== Records

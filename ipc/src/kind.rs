//! Message opcodes

use serde::{Deserialize, Serialize};
use std::fmt;

/// Application-defined message opcode
///
/// The kernel neither interprets nor validates the kind; the opcode space is
/// owned by the protocol definitions of the services that exchange messages.
#[derive(
    Debug, Clone, Copy, Default, PartialEq, Eq, PartialOrd, Ord, Hash, Serialize, Deserialize,
)]
pub struct Kind(u16);

impl Kind {
    /// Creates a kind from a raw opcode
    pub const fn new(raw: u16) -> Self {
        Self(raw)
    }

    /// Returns the raw opcode
    pub const fn as_u16(self) -> u16 {
        self.0
    }
}

impl From<u16> for Kind {
    fn from(raw: u16) -> Self {
        Self(raw)
    }
}

impl From<Kind> for u16 {
    fn from(kind: Kind) -> Self {
        kind.0
    }
}

impl fmt::Display for Kind {
    fn fmt(&self, f: &mut fmt::Formatter<'_>) -> fmt::Result {
        write!(f, "kind:{}", self.0)
    }
}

====

## [What needs to be done]
Print each line of the data exactly as it was written.

## [Problem solution]
filename ipc/src/kind.rs
//! Message opcodes

use serde::{Deserialize, Serialize};
use std::fmt;

/// Application-defined message opcode
///
/// The kernel neither interprets nor validates the kind; the opcode space is
/// owned by the protocol definitions of the services that exchange messages.
#[derive(
    Debug, Clone, Copy, Default, PartialEq, Eq, PartialOrd, Ord, Hash, Serialize, Deserialize,
)]
pub struct Kind(u16);

impl Kind {
    /// Creates a kind from a raw opcode
    pub const fn new(raw: u16) -> Self {
        Self(raw)
    }

    /// Returns the raw opcode
    pub const fn as_u16(self) -> u16 {
        self.0
    }
}

impl From<u16> for Kind {
    fn from(raw: u16) -> Self {
        Self(raw)
    }
}

impl From<Kind> for u16 {
    fn from(kind: Kind) -> Self {
        kind.0
    }
}

impl fmt::Display for Kind {
    fn fmt(&self, f: &mut fmt::Formatter<'_>) -> fmt::Result {
        write!(f, "kind:{}", self.0)
    }
}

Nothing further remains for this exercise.